# MP (NCM) Recruiting 20/21



## MBVP (29 Jan 2020)

*Thought I would start a new one for the new year and new process seeing as the previous thread has ceased. If you are in the process or waiting to hear back regarding an OT please feel free to share your experience. I personally am CT/OT'ing from PRes Inf to Reg MP NCM.*


----------



## Jstock92 (17 Feb 2020)

This is my second time trying to OT, I hope I receive some good news in April/May. I’ve got my fingers crossed! When I spoke to the BPSO this year she said they don’t release the numbers they’re allowing to entre and leave each trade. Just hope my University course will be enough to get me in this time!


----------



## LoneWolf93 (2 Mar 2020)

Has anyone received the email where it states if you were successful or not on your MPAC interview?


----------



## Jstock92 (21 Jun 2020)

Got my OT Offer last week, The training system is messed up though so i’m not sure when i’ll start my course. How many weeks in the course?


----------



## garb811 (22 Jun 2020)

Jstock92 said:
			
		

> Got my OT Offer last week, The training system is messed up though so i’m not sure when i’ll start my course. How many weeks in the course?

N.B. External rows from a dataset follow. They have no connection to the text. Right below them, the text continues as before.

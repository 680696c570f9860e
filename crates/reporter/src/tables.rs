//! CSV renderings of the result tables.

use crate::error::ReportError;
use analytics::RiskAdjustedReport;
use rust_decimal::Decimal;
use serde::Serialize;
use std::path::Path;

pub const YEARLY_HEADER: [&str; 5] = [
    "year",
    "yearly_risk",
    "yearly_profit",
    "yearly_return_pct",
    "cumulative_return_pct",
];

pub const WIN_LOSS_HEADER: [&str; 6] = [
    "instrument",
    "total_weeks",
    "positive_weeks",
    "negative_weeks",
    "percent_positive",
    "percent_negative",
];

/// One line of the CSV flavour of the metrics report. The difference section
/// has no volatility figures.
#[derive(Debug, Clone, PartialEq, Serialize)]
pub struct MetricsRow {
    pub section: &'static str,
    pub average_return: Decimal,
    pub volatility: Option<Decimal>,
    pub sharpe_ratio: Decimal,
    pub sortino_ratio: Decimal,
    pub max_drawdown: Decimal,
    pub downside_volatility: Option<Decimal>,
}

/// Flattens a (published) report into its three CSV rows.
pub fn metrics_rows(report: &RiskAdjustedReport) -> [MetricsRow; 3] {
    let bundle_row = |section, bundle: &analytics::MetricBundle| MetricsRow {
        section,
        average_return: bundle.average_return,
        volatility: Some(bundle.volatility),
        sharpe_ratio: bundle.sharpe_ratio,
        sortino_ratio: bundle.sortino_ratio,
        max_drawdown: bundle.max_drawdown,
        downside_volatility: Some(bundle.downside_volatility),
    };
    [
        bundle_row("strategy", &report.strategy),
        bundle_row("benchmark", &report.benchmark),
        MetricsRow {
            section: "difference",
            average_return: report.difference.average_return,
            volatility: None,
            sharpe_ratio: report.difference.sharpe_ratio,
            sortino_ratio: report.difference.sortino_ratio,
            max_drawdown: report.difference.max_drawdown,
            downside_volatility: None,
        },
    ]
}

/// Writes `rows` as CSV. `header` is written explicitly only for an empty
/// table, since serde emits it alongside the first row otherwise.
pub fn write_rows<T: Serialize>(path: &Path, header: &[&str], rows: &[T]) -> Result<(), ReportError> {
    let csv_err = |source| ReportError::Csv {
        path: path.to_path_buf(),
        source,
    };
    let mut writer = csv::Writer::from_path(path).map_err(csv_err)?;
    if rows.is_empty() {
        writer.write_record(header).map_err(csv_err)?;
    }
    for row in rows {
        writer.serialize(row).map_err(csv_err)?;
    }
    writer.flush().map_err(|source| ReportError::Io {
        path: path.to_path_buf(),
        source,
    })
}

The August QL3 is not running. The soonest you will get on course will be Jan (maybe) with a Grad in May (maybe). Lots of balls are in the air...


----------



## GermanWolf (16 Jul 2020)

As mentioned the August ql3 got canned and the focus is on putting through the January ql3 which got put on pause due to Covid. The next ql3 is not running until earliest January 2021. Right now the course is 20 weeks plus 1 for SFST.


----------



## Jstock92 (18 Jul 2020)

Thanks for the Info. I’ll keep my fingers crossed for January. But i’m guessing there will be a backlog of people waiting for the next QL3 so who knows.


----------



## vtorix (13 Sep 2020)

I have a few questions about being a PRes MP. I have used the search function extensively, just hoping for some more up to date info.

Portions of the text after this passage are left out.